Nous sommes une quinzaine autour de la table, quatorze femmes et un homme, issus de la région mais aussi bien au-delà, partageant un coup de coeur pour l'oeuvre de Charles Juliet, ou pour un de ses livres. (Lambeaux )
Lorsqu'il entre dans la salle, je suis d'abord frappée par sa haute taille. Je reconnais le visage, il est plus âgé que sur les photos que j'avais vues. Un sourire gêné, une extrême politesse, on dirait qu'il s'excuse d'être là (ce sera son attitude pendant toute la durée du stage).
Il s'installe au bout de la table. Catherine Maillard, organisatrice du stage, se charge de le présenter (« mais on ne présente plus Charles Juliet ») et d'annoncer le déroulement du week-end, avant de laisser la parole à « Monsieur Juliet ».
Son visage est concentré, comme recueilli. Avant chaque parole il lève les yeux au ciel, laisse de longues plages de silence entre ses phrases. En l'écoutant, je suis frappée par la très grande cohérence entre ce qu'il dit, ce que je connais de son oeuvre, et ce qu'il manifeste là, par sa présence, le positionnement de son corps, sa façon de s'adresser à nous. Et puis il y a sa voix : une voix grave, profonde, caverneuse. Il faut prêter l'oreille pour bien l'entendre, c'est une voix qui ne s'impose pas, ne cherche pas à dominer. Son visage est souvent tendu, son regard dans le vague, comme plongé dans des limbes intérieures dont il ne réussit à émerger qu'au prix d'un effort manifeste.

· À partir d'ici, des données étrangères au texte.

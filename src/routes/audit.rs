use axum::extract::{Query, State};
use axum::Json;
use chrono::{DateTime, Utc};
use serde::{Deserialize, Serialize};
use sqlx::Row;
use utoipa::{IntoParams, ToSchema};

use crate::app::AppState;
use crate::authz::{assert_route_access, GuardRequirements, Role, ScopeKind};
use crate::errors::AppResult;
use crate::jwt::AuthUser;

const AUDIT_GUARD: GuardRequirements = GuardRequirements {
    roles: &[Role::Ceo, Role::SystemAuditor],
    require_scope: Some(ScopeKind::Global),
    read_only_enforced: false,
};

const DEFAULT_LIMIT: i64 = 100;
const MAX_LIMIT: i64 = 500;

#[derive(Debug, Deserialize, IntoParams)]
#[into_params(parameter_in = Query)]
pub struct ActivityQuery {
    pub limit: Option<i64>,
}

#[derive(Debug, Serialize, ToSchema)]
pub struct ActivityEntry {
    pub id: String,
    pub event_name: String,
    pub description: String,
    #[serde(skip_serializing_if = "Option::is_none")]
    pub actor_id: Option<String>,
    #[serde(skip_serializing_if = "Option::is_none")]
    pub subject_id: Option<String>,
    pub occurred_at: DateTime<Utc>,
    pub severity: String,
}

#[utoipa::path(
    get,
    path = "/audit/activity",
    tag = "Audit",
    params(ActivityQuery),
    responses(
        (status = 200, description = "Recent activity, newest first", body = Vec<ActivityEntry>),
        (status = 403, description = "Role or scope not permitted")
    ),
    security(("bearerAuth" = []))
)]
pub async fn activity(
    State(state): State<AppState>,
    auth: AuthUser,
    Query(query): Query<ActivityQuery>,
) -> AppResult<Json<Vec<ActivityEntry>>> {
    assert_route_access(&AUDIT_GUARD, &auth)?;

    let limit = query.limit.unwrap_or(DEFAULT_LIMIT).clamp(1, MAX_LIMIT);

    let rows = sqlx::query(
        "SELECT id, event_name, description, actor_id, subject_id, occurred_at, severity \
         FROM activity_log ORDER BY occurred_at DESC LIMIT ?",
    )
    .bind(limit)
    .fetch_all(&state.pool)
    .await?;

    let entries = rows
        .iter()
        .map(|row| ActivityEntry {
            id: row.get("id"),
            event_name: row.get("event_name"),
            description: row.get("description"),
            actor_id: row.get("actor_id"),
            subject_id: row.get("subject_id"),
            occurred_at: row.get("occurred_at"),
            severity: row.get("severity"),
        })
        .collect();

    Ok(Json(entries))
}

Dès le début apparaît son désir de mettre son expérience au service des autres. Et c'est cela principalement que je retiendrai de ce stage. L'impression d'avoir assisté à la leçon d'un grand maître. Depuis je n'ai de cesse de relire mes notes, elles me nourrissent véritablement.

Je ne peux garder pour moi cette expérience, car je suis sûre qu'elle peut parler à beaucoup d'autres, voilà pourquoi j'ai choisi de vous livrer les quelques notes que j'ai prises :

« Entre les différentes expressions de la pensée, il n'y en a qu'une qui soit la bonne » (La Bruyère)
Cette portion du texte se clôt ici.